Your response should contain each line of the data that includes "field".
════════
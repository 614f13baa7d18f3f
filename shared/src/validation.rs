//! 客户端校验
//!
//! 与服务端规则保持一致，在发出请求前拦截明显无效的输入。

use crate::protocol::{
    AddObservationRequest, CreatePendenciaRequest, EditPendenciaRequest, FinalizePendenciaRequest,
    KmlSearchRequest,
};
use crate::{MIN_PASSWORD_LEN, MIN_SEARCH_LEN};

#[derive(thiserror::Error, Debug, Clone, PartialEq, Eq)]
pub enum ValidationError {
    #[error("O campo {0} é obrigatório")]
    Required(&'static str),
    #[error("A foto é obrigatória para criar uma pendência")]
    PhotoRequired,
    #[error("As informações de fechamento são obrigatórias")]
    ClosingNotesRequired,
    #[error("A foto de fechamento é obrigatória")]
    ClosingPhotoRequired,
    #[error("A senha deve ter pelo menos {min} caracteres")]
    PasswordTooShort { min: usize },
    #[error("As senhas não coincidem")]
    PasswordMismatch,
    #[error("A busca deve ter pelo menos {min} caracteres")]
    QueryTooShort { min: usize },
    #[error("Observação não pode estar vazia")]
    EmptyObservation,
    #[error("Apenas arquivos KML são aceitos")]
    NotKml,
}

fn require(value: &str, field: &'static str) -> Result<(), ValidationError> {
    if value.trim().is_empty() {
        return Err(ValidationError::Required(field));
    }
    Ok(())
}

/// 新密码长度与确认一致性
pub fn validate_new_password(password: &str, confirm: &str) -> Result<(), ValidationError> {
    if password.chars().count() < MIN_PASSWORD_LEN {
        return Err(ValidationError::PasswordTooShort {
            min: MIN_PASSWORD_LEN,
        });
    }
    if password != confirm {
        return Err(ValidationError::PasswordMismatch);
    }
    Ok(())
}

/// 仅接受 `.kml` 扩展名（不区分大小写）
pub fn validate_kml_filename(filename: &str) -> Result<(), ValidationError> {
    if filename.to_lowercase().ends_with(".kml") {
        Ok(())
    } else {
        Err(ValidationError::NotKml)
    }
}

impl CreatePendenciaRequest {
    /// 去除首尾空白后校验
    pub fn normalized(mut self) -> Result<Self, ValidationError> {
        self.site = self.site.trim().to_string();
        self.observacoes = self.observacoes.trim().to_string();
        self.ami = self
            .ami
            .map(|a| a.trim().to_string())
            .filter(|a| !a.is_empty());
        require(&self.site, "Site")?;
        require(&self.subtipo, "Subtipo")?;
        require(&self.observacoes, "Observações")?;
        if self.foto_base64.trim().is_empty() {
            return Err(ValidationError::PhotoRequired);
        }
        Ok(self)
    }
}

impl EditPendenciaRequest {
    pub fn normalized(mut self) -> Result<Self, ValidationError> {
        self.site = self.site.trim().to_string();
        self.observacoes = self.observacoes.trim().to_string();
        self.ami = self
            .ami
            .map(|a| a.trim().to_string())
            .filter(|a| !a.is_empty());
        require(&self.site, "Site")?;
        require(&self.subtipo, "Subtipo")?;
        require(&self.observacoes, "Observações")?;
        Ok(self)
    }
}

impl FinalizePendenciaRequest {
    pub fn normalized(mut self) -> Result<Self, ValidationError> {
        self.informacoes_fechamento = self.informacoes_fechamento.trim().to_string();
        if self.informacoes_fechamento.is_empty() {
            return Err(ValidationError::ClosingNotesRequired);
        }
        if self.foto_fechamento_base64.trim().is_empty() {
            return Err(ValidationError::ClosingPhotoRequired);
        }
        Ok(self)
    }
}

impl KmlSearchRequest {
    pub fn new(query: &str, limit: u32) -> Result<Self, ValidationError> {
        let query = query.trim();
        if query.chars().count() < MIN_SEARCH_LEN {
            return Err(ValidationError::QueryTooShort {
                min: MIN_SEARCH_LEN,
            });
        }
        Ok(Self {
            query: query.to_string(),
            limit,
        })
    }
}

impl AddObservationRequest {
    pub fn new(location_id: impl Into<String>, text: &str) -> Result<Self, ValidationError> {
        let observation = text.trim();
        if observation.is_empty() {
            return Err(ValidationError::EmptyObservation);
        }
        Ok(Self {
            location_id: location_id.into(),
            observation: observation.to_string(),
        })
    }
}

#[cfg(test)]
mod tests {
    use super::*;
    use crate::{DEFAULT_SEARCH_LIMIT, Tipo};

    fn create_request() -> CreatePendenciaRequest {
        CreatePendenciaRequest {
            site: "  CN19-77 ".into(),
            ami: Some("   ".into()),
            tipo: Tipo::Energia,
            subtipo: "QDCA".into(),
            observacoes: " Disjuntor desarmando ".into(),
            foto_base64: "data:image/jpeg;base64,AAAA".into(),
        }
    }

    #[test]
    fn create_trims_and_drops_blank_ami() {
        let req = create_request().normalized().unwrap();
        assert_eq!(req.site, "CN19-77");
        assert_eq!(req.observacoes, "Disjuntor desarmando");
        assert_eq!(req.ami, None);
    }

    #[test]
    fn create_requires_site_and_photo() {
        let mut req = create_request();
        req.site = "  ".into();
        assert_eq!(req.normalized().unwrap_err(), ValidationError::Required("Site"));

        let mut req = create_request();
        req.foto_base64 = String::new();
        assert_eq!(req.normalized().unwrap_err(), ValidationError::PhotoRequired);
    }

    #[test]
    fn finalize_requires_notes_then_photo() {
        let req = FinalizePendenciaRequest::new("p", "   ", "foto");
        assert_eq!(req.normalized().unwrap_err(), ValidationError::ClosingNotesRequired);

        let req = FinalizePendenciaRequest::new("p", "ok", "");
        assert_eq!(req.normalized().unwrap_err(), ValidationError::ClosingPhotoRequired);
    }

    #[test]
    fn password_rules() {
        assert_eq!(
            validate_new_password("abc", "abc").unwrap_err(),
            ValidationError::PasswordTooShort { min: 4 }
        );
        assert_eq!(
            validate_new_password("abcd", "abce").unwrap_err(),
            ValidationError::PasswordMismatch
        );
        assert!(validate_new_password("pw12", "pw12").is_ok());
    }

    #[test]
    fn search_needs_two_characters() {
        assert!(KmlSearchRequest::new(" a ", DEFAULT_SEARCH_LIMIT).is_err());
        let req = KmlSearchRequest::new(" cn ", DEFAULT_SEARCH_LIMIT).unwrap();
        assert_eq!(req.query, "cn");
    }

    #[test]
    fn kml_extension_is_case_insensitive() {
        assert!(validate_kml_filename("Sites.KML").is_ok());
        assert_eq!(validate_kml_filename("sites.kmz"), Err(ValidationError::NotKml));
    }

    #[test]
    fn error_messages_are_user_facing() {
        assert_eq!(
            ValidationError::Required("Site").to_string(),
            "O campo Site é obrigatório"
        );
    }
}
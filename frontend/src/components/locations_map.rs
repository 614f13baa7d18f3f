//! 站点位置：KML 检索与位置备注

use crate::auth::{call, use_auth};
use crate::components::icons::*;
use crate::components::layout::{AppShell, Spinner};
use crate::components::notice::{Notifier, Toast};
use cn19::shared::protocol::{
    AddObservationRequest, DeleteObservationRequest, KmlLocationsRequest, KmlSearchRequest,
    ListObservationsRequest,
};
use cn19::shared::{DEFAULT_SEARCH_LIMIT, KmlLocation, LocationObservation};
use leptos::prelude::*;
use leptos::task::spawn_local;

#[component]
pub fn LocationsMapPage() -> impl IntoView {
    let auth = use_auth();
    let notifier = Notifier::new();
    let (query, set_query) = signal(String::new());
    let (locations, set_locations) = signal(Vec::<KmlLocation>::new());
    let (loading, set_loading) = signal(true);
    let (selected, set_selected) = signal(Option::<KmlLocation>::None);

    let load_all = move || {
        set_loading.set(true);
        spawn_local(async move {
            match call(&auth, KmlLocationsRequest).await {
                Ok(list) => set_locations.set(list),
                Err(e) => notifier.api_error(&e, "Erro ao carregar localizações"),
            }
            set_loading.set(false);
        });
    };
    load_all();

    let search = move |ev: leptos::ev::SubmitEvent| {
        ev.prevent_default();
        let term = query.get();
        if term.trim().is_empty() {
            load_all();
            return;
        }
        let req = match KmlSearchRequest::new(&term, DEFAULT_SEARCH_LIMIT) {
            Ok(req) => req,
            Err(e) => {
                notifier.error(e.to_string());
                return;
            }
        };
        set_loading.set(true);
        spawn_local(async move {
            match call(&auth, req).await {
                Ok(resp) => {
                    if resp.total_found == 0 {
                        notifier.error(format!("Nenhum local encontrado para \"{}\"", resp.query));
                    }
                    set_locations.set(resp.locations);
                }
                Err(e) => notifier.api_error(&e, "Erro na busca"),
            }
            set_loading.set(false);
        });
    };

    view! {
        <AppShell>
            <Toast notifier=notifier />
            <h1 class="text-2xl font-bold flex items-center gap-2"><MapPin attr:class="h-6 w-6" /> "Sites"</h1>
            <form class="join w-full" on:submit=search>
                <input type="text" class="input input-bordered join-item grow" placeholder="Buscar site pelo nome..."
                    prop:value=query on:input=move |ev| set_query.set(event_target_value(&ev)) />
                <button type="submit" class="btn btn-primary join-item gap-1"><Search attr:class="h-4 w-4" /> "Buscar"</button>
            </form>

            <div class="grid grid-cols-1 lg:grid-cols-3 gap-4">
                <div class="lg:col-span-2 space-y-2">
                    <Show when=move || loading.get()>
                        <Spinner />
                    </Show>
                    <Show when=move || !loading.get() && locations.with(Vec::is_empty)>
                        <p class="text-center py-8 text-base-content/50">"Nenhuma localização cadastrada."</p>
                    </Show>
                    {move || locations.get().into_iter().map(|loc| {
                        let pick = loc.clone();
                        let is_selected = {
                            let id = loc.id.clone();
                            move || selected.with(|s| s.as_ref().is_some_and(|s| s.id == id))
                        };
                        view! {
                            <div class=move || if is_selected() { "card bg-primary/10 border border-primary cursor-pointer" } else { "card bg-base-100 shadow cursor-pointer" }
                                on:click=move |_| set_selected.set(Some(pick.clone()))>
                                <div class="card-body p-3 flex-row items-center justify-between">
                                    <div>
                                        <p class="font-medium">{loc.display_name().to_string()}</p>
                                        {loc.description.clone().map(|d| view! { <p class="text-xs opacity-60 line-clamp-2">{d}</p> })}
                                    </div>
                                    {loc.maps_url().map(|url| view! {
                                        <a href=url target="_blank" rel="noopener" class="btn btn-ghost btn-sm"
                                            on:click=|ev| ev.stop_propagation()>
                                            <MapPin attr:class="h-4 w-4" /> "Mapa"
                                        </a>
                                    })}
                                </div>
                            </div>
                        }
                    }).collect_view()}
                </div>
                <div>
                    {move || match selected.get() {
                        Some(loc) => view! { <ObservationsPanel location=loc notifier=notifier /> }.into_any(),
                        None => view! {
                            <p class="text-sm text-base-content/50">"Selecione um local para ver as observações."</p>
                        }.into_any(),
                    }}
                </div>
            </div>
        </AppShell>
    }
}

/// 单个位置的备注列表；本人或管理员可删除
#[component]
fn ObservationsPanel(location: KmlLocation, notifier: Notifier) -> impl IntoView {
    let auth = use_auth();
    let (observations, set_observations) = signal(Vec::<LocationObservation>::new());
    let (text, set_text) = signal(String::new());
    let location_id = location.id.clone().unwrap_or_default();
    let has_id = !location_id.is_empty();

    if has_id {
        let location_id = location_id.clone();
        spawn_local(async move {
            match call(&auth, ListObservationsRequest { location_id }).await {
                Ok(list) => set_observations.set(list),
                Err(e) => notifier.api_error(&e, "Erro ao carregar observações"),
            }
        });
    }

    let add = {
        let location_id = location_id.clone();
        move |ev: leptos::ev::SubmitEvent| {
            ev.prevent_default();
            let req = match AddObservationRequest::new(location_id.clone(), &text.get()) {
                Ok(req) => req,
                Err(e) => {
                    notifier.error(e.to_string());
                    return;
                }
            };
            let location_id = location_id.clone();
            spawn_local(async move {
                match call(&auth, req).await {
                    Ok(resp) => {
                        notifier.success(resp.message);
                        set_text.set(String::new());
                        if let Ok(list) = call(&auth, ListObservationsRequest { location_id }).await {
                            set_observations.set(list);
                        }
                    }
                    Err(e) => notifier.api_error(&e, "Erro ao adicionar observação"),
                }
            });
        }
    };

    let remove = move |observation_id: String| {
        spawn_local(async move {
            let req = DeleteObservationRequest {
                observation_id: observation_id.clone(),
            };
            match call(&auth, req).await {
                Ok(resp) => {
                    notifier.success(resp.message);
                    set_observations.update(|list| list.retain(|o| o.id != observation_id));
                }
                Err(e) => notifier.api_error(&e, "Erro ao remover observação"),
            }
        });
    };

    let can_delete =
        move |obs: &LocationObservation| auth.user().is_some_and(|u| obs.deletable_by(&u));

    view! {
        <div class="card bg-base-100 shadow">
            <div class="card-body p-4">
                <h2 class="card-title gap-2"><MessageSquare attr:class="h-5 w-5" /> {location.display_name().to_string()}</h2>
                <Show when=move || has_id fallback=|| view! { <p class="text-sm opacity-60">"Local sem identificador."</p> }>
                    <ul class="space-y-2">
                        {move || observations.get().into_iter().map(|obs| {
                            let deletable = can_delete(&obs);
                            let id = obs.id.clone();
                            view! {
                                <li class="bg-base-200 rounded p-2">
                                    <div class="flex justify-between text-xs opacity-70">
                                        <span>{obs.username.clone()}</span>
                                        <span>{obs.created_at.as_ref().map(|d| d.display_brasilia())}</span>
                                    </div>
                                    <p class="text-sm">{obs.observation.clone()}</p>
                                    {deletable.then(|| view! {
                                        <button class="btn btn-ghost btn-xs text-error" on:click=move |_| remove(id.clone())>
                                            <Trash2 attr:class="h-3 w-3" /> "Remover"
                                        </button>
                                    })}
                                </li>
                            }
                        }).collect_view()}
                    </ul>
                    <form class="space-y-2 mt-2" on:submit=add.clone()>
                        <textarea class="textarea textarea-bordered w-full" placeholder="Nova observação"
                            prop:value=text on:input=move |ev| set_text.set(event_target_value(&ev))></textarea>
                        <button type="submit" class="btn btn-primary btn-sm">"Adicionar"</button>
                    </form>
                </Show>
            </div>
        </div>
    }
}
════════
Task answer —
fn require(value: &str, field: &'static str) -> Result<(), ValidationError> {
        return Err(ValidationError::Required(field));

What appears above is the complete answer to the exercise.